The jet pump activates when someone is using the hot tub, in this case off and on daily during the hot tub’s operation hours of 7 a.m. to 10 p.m. The circulation pump, causing noise that the owner describes as “like a refrigerator, except louder” is on constantly.

Our measurements and analysis indicated the presence of low level (but clearly audible) tonal noise in the affected unit. Of course “noise” is a very subjective term; not the least of that subjectivity stems from its components and how they’re measured:

  • Decibels are units of loudness measurement, with approximately 10dB being the quietest our ears pick up, and 130dB considered painful.
  • A “weighted decibel scale”, or dB(A), entails adjusting meters to more sensitively reflect how the human ear perceives noise.  Normal conversation falls within the 50–60 dB(A) range.
  • Pitch, or tone, relate to frequency, or how many times a second particles vibrate.
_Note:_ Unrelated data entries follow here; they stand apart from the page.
//! Configuration settings for Kapitler.

use crate::chapters::{ChapteringPolicy, Strictness, DEFAULT_MIN_GAP_SECONDS};
use serde::{Deserialize, Serialize};
use std::path::PathBuf;

/// Sample video used when the CLI is invoked without a URL.
pub const DEFAULT_VIDEO_URL: &str = "https://www.youtube.com/watch?v=A9WY_HZUK8Q";

/// Root configuration structure.
#[derive(Debug, Clone, Serialize, Deserialize)]
#[serde(default)]
#[derive(Default)]
pub struct Settings {
    pub general: GeneralSettings,
    pub gemini: GeminiSettings,
    pub chaptering: ChapteringSettings,
}


/// General application settings.
#[derive(Debug, Clone, Serialize, Deserialize)]
#[serde(default)]
pub struct GeneralSettings {
    /// Log level (trace, debug, info, warn, error).
    pub log_level: String,
}

impl Default for GeneralSettings {
    fn default() -> Self {
        Self {
            log_level: "info".to_string(),
        }
    }
}

/// Gemini generation settings.
#[derive(Debug, Clone, Serialize, Deserialize)]
#[serde(default)]
pub struct GeminiSettings {
    /// Model name.
    pub model: String,
    /// Sampling temperature, in [0, 1].
    pub temperature: f32,
    /// Nucleus sampling cutoff.
    pub top_p: f32,
    /// Top-k sampling cutoff.
    pub top_k: u32,
    /// Maximum tokens in the reply.
    pub max_output_tokens: u32,
}

impl Default for GeminiSettings {
    fn default() -> Self {
        Self {
            model: "gemini-2.0-pro-exp-02-05".to_string(),
            temperature: 0.5,
            top_p: 0.95,
            top_k: 64,
            max_output_tokens: 500,
        }
    }
}

/// Chapter generation settings.
#[derive(Debug, Clone, Serialize, Deserialize)]
#[serde(default)]
pub struct ChapteringSettings {
    /// Ask for exactly this many chapters; None lets the content decide.
    pub target_chapter_count: Option<u32>,
    /// Minimum seconds between consecutive chapters.
    pub min_gap_seconds: u64,
    /// How malformed response lines are handled.
    pub strictness: Strictness,
    /// How the model is asked to choose boundaries.
    pub policy: ChapteringPolicy,
    /// Write the compiled prompt to a side file for debugging.
    pub dump_prompt: bool,
}

impl Default for ChapteringSettings {
    fn default() -> Self {
        Self {
            target_chapter_count: None,
            min_gap_seconds: DEFAULT_MIN_GAP_SECONDS,
            strictness: Strictness::default(),
            policy: ChapteringPolicy::default(),
            dump_prompt: false,
        }
    }
}

impl Settings {
    /// Load settings from the default configuration file.
    pub fn load() -> crate::error::Result<Self> {
        Self::load_from(None)
    }

    /// Load settings from a specific path, or default location if None.
    pub fn load_from(path: Option<&PathBuf>) -> crate::error::Result<Self> {
        let config_path = match path {
            Some(p) => p.clone(),
            None => Self::default_config_path(),
        };

        if config_path.exists() {
            let content = std::fs::read_to_string(&config_path)?;
            let settings: Settings = toml::from_str(&content)?;
            settings.validate()?;
            Ok(settings)
        } else {
            Ok(Settings::default())
        }
    }

    /// Save settings to the default configuration file.
    pub fn save(&self) -> crate::error::Result<()> {
        self.save_to(&Self::default_config_path())
    }

    /// Save settings to a specific path.
    pub fn save_to(&self, path: &PathBuf) -> crate::error::Result<()> {
        if let Some(parent) = path.parent() {
            std::fs::create_dir_all(parent)?;
        }
        let content = toml::to_string_pretty(self)
            .map_err(|e| crate::error::KapitlerError::Config(e.to_string()))?;
        std::fs::write(path, content)?;
        Ok(())
    }

    /// Get the default configuration file path.
    pub fn default_config_path() -> PathBuf {
        dirs::config_dir()
            .unwrap_or_else(|| PathBuf::from("."))
            .join("kapitler")
            .join("config.toml")
    }

    /// Check field-level invariants the type system can't express.
    pub fn validate(&self) -> crate::error::Result<()> {
        if !(0.0..=1.0).contains(&self.gemini.temperature) {
            return Err(crate::error::KapitlerError::Config(format!(
                "gemini.temperature must be in [0, 1], got {}",
                self.gemini.temperature
            )));
        }
        if self.gemini.max_output_tokens == 0 {
            return Err(crate::error::KapitlerError::Config(
                "gemini.max_output_tokens must be positive".to_string(),
            ));
        }
        if self.chaptering.target_chapter_count == Some(0) {
            return Err(crate::error::KapitlerError::Config(
                "chaptering.target_chapter_count must be positive".to_string(),
            ));
        }
        Ok(())
    }
}

#[cfg(test)]
mod tests {
    use super::*;

    #[test]
    fn test_defaults_are_valid() {
        let settings = Settings::default();
        settings.validate().unwrap();
        assert_eq!(settings.gemini.temperature, 0.5);
        assert_eq!(settings.gemini.top_k, 64);
        assert_eq!(settings.chaptering.min_gap_seconds, DEFAULT_MIN_GAP_SECONDS);
        assert_eq!(settings.chaptering.strictness, Strictness::Strict);
        assert_eq!(settings.chaptering.policy, ChapteringPolicy::SelfReview);
    }

    #[test]
    fn test_toml_round_trip() {
        let mut settings = Settings::default();
        settings.chaptering.target_chapter_count = Some(8);
        settings.chaptering.strictness = Strictness::Lenient;

        let toml_str = toml::to_string_pretty(&settings).unwrap();
        let parsed: Settings = toml::from_str(&toml_str).unwrap();

        assert_eq!(parsed.chaptering.target_chapter_count, Some(8));
        assert_eq!(parsed.chaptering.strictness, Strictness::Lenient);
        assert_eq!(parsed.gemini.model, settings.gemini.model);
    }

    #[test]
    fn test_partial_config_fills_defaults() {
        let parsed: Settings = toml::from_str("[gemini]\ntemperature = 0.9\n").unwrap();
        assert_eq!(parsed.gemini.temperature, 0.9);
        assert_eq!(parsed.gemini.top_p, 0.95);
        assert_eq!(parsed.chaptering.min_gap_seconds, DEFAULT_MIN_GAP_SECONDS);
    }

    #[test]
    fn test_validate_rejects_out_of_range_temperature() {
        let mut settings = Settings::default();
        settings.gemini.temperature = 1.5;
        assert!(settings.validate().is_err());
    }

    #[test]
    fn test_validate_rejects_zero_chapter_count() {
        let mut settings = Settings::default();
        settings.chaptering.target_chapter_count = Some(0);
        assert!(settings.validate().is_err());
    }
}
Frequency is measured in hertz (Hz).

Although published guidance on the impact of tonal noise, especially at low levels, is scarce, we believe that HVAC-related background noise should be free from audible tones such as the hum of a refrigerator … or, say, a hot tub pump.

Following our initial measurements based on the more problematic circulation pump, we recommended replacing cold water supply lines with flexible braided hoses. Our recommendations were implemented, resulting in significant noise reduction. As noted in the Civil Resolution Tribunal’s publicly accessible ruling, “Repeat noise measurements were taken, with the circulation Pump noise having reduced by 8dB at 350Hz. The resulting noise ‘would be perceived as being nearly half as loud’ as before the introduction of the flexible hoses.”

Alas, “significant” isn’t synonymous with “problem solved”, and we were asked to conduct further measurements a few months later. Stories such as this one often continue to unfold long after our initial involvement in them. When common property use results in common noise complaints, expert advice—both legal and technical—can play a critical role in eventual resolution. We encourage you to contact us with questions or concerns about residential noise disturbance or any other acoustic issue.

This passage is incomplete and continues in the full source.